* _The task_
Your response should be every line from the entries that includes the string "RuleWorkflow".

____

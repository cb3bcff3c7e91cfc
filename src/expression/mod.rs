//! Restricted expression language.
//!
//! Conditions, rule checks and query filters are written in a small SQL-like
//! subset (comparisons, `AND`/`OR`/`NOT`, `IS NULL`, `IN`, `LIKE`, basic
//! arithmetic) and evaluated against JSON scopes.

pub mod ast;
pub mod eval;
pub mod parser;
pub mod template;

pub use ast::{BinaryOp, Expr};
pub use eval::{evaluate, evaluate_bool, resolve_path};
pub use parser::parse_expression;
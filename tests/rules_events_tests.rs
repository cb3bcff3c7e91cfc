use schemaflow::events::{FnHandler, HandlerFuture};
use schemaflow::{
    Event, EventKind, ModelDeclaration, OutboxEmailSender, Parameter, Platform, PropertyDecl,
    PropertyType, Record, Rule, RuleWorkflow, WorkflowDefinition, WorkflowStep,
};
use serde_json::{Value, json};
use std::sync::{Arc, Mutex};

fn record(value: Value) -> Record {
    value.as_object().cloned().expect("object literal")
}

fn invoice() -> ModelDeclaration {
    ModelDeclaration::new("Invoice")
        .with_property(PropertyDecl::new("InvoiceId", PropertyType::Int32).key())
        .with_property(PropertyDecl::new("Total", PropertyType::Decimal).required())
}

async fn platform_with_outbox() -> (Platform, Arc<OutboxEmailSender>) {
    let outbox = Arc::new(OutboxEmailSender::new());
    let platform = Platform::builder()
        .email_sender(outbox.clone())
        .build()
        .await
        .unwrap();
    platform.regenerate(vec![invoice()]).await.unwrap();
    (platform, outbox)
}

#[tokio::test]
async fn side_effect_rule_triggers_workflow_after_commit() {
    let (platform, outbox) = platform_with_outbox().await;
    platform
        .workflows()
        .save_workflow(
            WorkflowDefinition::new("Escalate").with_step(
                WorkflowStep::new("SendEmail")
                    .with_parameter(Parameter::string("to", "audit@example.com"))
                    .with_parameter(Parameter::string("subject", "Large invoice {{input.InvoiceId}}")),
            ),
        )
        .await
        .unwrap();
    platform
        .rules()
        .register(
            RuleWorkflow::new("Invoice.Create")
                .with_rule(Rule::side_effect("large-invoice", "Total > 1000", "Escalate")),
        )
        .await
        .unwrap();

    let data = platform.data();
    data.add("Invoice", record(json!({ "Total": 50 }))).await.unwrap();
    assert!(outbox.sent().is_empty());

    data.add("Invoice", record(json!({ "Total": 5000 }))).await.unwrap();
    let sent = outbox.sent();
    assert_eq!(sent.len(), 1);
    assert_eq!(sent[0].subject, "Large invoice 2");
}

#[tokio::test]
async fn failing_side_effect_does_not_undo_the_mutation() {
    let (platform, _) = platform_with_outbox().await;
    platform
        .rules()
        .register(
            RuleWorkflow::new("Invoice.Create")
                .with_rule(Rule::side_effect("always", "Total > 0", "DoesNotExist")),
        )
        .await
        .unwrap();

    let stored = platform
        .data()
        .add("Invoice", record(json!({ "Total": 10 })))
        .await
        .unwrap();
    assert_eq!(stored["InvoiceId"], json!(1));
    assert_eq!(platform.data().get_all("Invoice").await.unwrap().len(), 1);
}

#[tokio::test]
async fn invalid_rule_expressions_are_rejected_on_registration() {
    let (platform, _) = platform_with_outbox().await;
    let err = platform
        .rules()
        .register(RuleWorkflow::new("Invoice.Update").with_rule(Rule::validation("broken", "Total >")))
        .await
        .unwrap_err();
    assert_eq!(err.reason(), "expression_error");
    assert!(!platform.rules().has_workflow("Invoice.Update").await);
}

#[tokio::test]
async fn delete_rules_see_the_stored_record() {
    let (platform, _) = platform_with_outbox().await;
    platform
        .rules()
        .register(
            RuleWorkflow::new("Invoice.Delete").with_rule(
                Rule::validation("only-small", "Total < 100").with_message("large invoices are kept"),
            ),
        )
        .await
        .unwrap();

    let data = platform.data();
    data.add("Invoice", record(json!({ "Total": 500 }))).await.unwrap();
    data.add("Invoice", record(json!({ "Total": 5 }))).await.unwrap();

    let err = data.delete("Invoice", &json!(1)).await.unwrap_err();
    assert_eq!(err.reason(), "rule_failure");
    assert!(data.delete("Invoice", &json!(2)).await.unwrap());
    assert_eq!(data.get_all("Invoice").await.unwrap().len(), 1);
}

#[tokio::test]
async fn schema_regeneration_is_announced() {
    let platform = Platform::in_memory().await.unwrap();
    let versions: Arc<Mutex<Vec<Value>>> = Arc::default();
    let sink = versions.clone();
    platform
        .bus()
        .subscribe(
            EventKind::SchemaRegenerated,
            Arc::new(FnHandler::new("versions", move |event: Event| -> HandlerFuture {
                let sink = sink.clone();
                Box::pin(async move {
                    sink.lock().unwrap().push(event.payload["version"].clone());
                    Ok(())
                })
            })),
        )
        .await;

    platform.regenerate(vec![invoice()]).await.unwrap();
    platform.regenerate(vec![invoice()]).await.unwrap();
    platform
        .regenerate(vec![invoice().with_property(PropertyDecl::new("Note", PropertyType::String))])
        .await
        .unwrap();

    assert_eq!(*versions.lock().unwrap(), vec![json!(1), json!(2)]);
}

#[tokio::test]
async fn stored_workflows_are_rechecked_against_a_new_schema() {
    let (platform, _) = platform_with_outbox().await;
    platform
        .workflows()
        .save_workflow(
            WorkflowDefinition::new("Bill").with_step(
                WorkflowStep::new("CreateEntity")
                    .with_parameter(Parameter::string("model", "Invoice"))
                    .with_parameter(Parameter::string("Total", "{{input.Total}}")),
            ),
        )
        .await
        .unwrap();
    assert!(platform.workflows().revalidate_all().await.is_empty());

    platform
        .regenerate(vec![
            ModelDeclaration::new("Receipt")
                .with_property(PropertyDecl::new("ReceiptId", PropertyType::Int32).key()),
        ])
        .await
        .unwrap();

    let stale = platform.workflows().revalidate_all().await;
    assert_eq!(stale.len(), 1);
    assert_eq!(stale[0].0, "Bill");
    assert!(stale[0].1.iter().any(|v| v.contains("unknown model 'Invoice'")));
}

____

* _Task response_
    PropertyType, Record, Rule, RuleWorkflow, WorkflowDefinition, WorkflowStep,
            RuleWorkflow::new("Invoice.Create")
            RuleWorkflow::new("Invoice.Create")
        .register(RuleWorkflow::new("Invoice.Update").with_rule(Rule::validation("broken", "Total >")))
            RuleWorkflow::new("Invoice.Delete").with_rule(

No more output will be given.